_What you are asked to do_
Search the entries for the word "args" and report each line that has it.

_Records to use_
▽

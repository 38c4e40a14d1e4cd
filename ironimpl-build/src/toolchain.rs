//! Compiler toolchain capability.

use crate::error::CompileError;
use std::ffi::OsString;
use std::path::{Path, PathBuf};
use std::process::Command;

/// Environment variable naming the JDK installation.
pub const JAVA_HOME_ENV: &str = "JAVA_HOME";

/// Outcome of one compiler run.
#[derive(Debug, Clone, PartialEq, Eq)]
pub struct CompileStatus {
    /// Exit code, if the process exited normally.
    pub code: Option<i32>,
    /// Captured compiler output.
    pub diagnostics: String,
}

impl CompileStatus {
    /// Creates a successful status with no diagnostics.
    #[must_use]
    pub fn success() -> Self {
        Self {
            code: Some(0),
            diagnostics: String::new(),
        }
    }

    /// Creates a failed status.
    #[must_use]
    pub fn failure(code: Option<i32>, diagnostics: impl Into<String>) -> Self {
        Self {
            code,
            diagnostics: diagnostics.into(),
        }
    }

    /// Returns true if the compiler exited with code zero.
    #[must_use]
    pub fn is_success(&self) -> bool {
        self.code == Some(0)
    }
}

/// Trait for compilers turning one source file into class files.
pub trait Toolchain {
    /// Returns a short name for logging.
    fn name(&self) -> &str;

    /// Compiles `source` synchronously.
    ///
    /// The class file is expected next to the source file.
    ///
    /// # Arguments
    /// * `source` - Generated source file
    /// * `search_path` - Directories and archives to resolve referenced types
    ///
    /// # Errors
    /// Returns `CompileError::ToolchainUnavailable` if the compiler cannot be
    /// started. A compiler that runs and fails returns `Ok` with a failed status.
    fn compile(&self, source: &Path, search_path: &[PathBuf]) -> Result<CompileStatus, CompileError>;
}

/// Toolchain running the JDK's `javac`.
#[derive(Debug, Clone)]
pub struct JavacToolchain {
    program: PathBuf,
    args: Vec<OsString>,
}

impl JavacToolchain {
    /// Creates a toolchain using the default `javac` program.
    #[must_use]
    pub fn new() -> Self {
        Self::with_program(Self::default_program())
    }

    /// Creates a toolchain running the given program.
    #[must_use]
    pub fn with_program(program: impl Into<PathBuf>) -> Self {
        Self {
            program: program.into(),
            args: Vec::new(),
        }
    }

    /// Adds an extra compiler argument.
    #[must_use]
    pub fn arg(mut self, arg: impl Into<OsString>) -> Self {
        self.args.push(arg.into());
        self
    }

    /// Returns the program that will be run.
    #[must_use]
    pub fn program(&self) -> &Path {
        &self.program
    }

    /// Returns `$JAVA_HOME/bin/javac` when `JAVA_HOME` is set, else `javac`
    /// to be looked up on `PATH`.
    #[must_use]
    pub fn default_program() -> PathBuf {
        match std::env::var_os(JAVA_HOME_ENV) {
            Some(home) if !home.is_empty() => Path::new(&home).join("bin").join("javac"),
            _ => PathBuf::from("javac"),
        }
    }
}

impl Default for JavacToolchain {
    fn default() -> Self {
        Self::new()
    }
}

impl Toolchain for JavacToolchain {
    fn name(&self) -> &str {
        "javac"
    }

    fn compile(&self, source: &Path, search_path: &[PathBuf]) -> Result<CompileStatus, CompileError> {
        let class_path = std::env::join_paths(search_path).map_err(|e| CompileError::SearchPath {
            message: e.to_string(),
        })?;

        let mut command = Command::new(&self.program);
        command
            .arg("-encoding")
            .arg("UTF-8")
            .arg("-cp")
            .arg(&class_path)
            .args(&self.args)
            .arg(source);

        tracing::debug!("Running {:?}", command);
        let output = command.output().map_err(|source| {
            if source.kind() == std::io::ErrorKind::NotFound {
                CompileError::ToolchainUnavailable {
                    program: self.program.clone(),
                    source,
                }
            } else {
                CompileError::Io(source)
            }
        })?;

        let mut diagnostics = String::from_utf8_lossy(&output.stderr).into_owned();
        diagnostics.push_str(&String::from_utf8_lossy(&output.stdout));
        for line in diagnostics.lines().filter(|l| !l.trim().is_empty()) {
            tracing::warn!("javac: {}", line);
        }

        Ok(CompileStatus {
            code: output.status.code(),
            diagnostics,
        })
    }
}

△

_Answer to the problem_
    args: Vec<OsString>,
            args: Vec::new(),
        self.args.push(arg.into());
            .args(&self.args)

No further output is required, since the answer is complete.